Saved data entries
----------

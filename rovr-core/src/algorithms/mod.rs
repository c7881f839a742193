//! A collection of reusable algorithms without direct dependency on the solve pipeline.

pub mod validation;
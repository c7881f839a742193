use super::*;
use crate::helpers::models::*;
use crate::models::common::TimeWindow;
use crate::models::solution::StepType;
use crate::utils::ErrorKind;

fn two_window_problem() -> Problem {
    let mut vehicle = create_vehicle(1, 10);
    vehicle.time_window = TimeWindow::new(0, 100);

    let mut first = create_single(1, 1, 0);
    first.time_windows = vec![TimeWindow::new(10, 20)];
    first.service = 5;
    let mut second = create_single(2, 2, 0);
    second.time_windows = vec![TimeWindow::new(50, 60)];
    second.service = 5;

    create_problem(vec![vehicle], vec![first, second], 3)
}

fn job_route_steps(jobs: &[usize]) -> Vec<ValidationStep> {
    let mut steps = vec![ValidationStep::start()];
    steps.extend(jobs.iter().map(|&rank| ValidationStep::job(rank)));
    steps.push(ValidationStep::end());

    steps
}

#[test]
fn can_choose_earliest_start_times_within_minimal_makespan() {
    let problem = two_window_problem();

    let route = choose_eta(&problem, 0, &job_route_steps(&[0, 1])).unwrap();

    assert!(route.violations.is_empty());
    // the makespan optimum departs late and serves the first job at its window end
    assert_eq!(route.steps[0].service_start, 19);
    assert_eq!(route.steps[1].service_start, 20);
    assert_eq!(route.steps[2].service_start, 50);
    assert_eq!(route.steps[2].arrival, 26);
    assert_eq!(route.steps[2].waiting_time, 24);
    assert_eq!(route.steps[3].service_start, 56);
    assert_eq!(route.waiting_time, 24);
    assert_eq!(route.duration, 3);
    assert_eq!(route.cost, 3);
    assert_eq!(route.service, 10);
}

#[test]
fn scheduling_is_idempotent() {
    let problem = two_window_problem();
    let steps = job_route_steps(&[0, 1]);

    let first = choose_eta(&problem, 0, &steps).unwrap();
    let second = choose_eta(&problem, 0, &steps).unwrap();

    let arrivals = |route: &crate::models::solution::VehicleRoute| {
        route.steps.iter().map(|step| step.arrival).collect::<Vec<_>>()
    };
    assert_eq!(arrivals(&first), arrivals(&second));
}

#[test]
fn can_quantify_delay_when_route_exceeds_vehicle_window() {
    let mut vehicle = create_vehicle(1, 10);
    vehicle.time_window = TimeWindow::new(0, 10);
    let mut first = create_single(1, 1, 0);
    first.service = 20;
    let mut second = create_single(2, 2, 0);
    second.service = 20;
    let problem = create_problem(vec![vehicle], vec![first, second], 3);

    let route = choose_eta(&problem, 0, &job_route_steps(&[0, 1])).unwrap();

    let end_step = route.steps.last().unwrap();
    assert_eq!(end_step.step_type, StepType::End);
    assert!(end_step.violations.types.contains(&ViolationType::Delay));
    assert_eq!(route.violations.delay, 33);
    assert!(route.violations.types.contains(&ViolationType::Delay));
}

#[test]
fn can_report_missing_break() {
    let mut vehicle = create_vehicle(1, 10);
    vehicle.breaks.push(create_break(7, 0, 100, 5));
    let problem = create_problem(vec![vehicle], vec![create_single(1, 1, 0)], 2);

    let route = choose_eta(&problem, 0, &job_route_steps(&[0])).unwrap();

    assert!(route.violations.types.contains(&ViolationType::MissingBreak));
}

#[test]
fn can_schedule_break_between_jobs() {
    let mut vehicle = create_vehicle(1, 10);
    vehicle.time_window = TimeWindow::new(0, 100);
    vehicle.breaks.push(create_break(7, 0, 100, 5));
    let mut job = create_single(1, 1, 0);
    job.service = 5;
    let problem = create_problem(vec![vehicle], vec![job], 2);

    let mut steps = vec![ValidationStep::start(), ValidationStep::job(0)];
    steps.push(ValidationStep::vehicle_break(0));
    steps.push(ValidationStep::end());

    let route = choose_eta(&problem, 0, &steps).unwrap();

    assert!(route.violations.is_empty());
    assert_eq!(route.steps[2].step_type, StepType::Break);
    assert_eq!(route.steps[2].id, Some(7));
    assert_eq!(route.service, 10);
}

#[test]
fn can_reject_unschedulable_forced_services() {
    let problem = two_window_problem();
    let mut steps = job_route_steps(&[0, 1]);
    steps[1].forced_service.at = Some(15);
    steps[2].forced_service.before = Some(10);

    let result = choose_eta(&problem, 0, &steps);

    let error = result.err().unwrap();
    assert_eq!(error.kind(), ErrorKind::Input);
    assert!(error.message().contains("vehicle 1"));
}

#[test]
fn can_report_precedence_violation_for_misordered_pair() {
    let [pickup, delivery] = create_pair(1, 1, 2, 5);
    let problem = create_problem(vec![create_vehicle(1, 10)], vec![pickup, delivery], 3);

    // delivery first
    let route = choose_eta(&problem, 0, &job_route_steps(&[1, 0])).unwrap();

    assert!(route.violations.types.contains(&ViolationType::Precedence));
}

----------

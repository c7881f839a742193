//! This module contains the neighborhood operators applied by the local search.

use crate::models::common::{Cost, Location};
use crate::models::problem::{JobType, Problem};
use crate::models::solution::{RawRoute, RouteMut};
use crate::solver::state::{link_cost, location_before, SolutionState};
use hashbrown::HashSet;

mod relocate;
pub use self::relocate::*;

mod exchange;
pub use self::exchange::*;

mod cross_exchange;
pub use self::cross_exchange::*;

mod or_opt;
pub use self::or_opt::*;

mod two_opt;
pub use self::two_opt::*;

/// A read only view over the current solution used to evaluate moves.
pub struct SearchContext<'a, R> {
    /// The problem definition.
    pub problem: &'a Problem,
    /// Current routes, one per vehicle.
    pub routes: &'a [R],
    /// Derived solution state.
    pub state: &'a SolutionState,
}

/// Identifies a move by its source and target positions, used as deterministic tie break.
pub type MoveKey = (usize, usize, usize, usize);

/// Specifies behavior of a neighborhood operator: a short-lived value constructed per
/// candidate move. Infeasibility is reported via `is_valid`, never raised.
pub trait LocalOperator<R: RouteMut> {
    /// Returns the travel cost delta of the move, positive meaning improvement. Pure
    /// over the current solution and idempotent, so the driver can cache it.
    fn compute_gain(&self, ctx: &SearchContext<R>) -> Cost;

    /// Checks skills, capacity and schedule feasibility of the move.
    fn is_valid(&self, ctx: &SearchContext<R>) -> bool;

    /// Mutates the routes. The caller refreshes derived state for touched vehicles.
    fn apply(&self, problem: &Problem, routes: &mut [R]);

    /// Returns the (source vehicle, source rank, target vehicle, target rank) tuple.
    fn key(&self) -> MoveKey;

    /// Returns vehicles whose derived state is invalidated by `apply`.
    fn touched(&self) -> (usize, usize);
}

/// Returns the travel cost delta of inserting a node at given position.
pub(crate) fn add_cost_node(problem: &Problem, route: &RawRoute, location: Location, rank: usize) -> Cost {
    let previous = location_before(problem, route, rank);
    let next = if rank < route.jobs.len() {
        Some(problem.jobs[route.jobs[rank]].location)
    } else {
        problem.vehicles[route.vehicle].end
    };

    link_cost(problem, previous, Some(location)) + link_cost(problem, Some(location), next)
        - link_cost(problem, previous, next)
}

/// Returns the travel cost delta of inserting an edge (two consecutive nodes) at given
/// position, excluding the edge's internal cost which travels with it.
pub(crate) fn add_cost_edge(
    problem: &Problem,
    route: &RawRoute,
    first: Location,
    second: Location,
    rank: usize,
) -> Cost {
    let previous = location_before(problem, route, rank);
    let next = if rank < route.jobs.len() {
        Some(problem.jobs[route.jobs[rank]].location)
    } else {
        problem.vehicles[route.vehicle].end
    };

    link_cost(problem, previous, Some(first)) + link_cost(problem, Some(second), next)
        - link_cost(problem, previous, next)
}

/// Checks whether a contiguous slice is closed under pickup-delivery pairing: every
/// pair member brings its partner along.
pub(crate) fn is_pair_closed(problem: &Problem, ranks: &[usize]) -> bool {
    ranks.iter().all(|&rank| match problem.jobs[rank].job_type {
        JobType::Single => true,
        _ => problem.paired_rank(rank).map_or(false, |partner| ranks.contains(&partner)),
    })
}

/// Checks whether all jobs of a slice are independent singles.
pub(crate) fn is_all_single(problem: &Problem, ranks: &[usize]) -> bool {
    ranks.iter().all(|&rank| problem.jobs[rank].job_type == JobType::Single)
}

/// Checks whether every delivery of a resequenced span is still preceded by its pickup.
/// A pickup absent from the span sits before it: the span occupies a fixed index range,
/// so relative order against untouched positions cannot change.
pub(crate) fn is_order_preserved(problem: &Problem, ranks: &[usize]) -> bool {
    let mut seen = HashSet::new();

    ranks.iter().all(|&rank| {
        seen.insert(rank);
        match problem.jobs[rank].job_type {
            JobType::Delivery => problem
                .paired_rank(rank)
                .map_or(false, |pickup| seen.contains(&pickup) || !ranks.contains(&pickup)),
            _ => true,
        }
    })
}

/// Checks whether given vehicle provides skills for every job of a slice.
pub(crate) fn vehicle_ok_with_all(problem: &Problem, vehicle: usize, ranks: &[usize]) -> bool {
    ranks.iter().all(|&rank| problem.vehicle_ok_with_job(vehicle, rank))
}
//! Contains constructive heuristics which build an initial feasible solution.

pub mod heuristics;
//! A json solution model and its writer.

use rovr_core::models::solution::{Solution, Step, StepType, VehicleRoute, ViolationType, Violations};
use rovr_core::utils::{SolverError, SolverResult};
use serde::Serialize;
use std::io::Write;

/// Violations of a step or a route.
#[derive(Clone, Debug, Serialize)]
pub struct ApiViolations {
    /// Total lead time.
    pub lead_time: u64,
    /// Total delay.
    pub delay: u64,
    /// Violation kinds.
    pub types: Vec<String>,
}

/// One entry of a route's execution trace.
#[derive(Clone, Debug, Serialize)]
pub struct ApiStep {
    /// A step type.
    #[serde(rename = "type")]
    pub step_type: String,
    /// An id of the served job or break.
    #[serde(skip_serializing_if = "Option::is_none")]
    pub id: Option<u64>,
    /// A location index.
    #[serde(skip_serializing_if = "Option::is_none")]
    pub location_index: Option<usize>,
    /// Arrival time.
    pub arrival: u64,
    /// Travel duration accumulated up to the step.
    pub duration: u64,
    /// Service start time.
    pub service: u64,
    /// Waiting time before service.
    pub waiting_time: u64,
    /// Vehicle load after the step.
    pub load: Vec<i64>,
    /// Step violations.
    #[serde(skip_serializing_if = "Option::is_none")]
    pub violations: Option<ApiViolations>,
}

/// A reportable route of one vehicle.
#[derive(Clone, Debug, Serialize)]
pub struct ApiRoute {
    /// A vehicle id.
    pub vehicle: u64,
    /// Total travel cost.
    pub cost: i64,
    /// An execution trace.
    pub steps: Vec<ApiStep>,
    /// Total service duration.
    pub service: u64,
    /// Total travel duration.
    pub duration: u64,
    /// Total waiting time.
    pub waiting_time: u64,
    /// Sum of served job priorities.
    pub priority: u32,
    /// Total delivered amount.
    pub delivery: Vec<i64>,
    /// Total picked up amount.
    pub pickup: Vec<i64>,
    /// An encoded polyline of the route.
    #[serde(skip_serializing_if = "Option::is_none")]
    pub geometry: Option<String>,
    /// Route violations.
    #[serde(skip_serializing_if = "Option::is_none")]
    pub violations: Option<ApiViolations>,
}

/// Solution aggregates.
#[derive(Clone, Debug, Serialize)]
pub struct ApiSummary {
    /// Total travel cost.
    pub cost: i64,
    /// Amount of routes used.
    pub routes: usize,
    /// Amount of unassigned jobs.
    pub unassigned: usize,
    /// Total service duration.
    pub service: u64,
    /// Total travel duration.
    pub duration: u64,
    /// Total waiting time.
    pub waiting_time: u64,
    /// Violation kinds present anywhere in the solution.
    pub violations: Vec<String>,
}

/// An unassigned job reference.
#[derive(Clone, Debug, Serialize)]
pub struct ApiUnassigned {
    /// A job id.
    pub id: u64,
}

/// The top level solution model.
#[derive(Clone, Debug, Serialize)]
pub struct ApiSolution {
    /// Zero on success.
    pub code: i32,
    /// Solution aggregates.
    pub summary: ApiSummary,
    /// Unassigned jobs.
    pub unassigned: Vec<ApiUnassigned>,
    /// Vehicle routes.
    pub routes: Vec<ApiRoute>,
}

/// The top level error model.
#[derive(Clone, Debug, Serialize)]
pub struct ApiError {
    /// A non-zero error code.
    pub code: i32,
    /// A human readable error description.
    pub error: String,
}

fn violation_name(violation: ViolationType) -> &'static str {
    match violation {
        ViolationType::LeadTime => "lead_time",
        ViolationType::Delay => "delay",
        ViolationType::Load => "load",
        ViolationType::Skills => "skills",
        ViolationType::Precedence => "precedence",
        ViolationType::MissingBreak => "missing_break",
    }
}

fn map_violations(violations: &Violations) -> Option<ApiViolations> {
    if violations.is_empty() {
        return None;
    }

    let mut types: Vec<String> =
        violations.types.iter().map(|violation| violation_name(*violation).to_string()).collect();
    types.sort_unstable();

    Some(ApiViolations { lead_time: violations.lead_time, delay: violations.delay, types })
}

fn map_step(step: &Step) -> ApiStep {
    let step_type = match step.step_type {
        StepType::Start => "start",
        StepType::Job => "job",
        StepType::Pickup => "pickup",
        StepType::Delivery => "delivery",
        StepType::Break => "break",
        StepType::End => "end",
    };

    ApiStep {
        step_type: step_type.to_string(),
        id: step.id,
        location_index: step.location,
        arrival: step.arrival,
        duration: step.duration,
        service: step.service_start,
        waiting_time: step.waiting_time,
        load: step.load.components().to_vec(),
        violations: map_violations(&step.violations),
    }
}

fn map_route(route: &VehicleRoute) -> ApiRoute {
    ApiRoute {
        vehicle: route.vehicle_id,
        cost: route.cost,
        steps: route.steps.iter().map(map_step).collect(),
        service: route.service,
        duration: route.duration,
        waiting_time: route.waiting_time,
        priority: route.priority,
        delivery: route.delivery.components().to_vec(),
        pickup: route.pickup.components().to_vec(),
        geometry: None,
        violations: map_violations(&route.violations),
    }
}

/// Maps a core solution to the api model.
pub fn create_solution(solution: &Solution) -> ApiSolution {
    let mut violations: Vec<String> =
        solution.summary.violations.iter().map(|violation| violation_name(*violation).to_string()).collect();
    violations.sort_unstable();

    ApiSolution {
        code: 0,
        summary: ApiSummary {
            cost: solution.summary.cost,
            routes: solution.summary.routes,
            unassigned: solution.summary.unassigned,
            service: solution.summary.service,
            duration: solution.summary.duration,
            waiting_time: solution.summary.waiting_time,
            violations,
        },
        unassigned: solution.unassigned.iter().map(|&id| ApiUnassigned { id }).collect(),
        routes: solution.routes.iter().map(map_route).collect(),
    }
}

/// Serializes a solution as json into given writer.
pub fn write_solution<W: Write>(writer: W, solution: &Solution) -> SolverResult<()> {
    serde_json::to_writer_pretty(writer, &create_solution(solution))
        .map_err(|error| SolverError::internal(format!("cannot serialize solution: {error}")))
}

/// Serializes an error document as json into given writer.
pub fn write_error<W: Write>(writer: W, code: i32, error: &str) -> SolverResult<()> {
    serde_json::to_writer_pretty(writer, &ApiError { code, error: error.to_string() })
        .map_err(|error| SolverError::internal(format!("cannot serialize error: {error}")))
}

----------

■ EXERCISE AIM ■
Where a line in the entries holds "ApiSummary", copy that line.

■ ANSWER SPACE ■
pub struct ApiSummary {
    pub summary: ApiSummary,
        summary: ApiSummary {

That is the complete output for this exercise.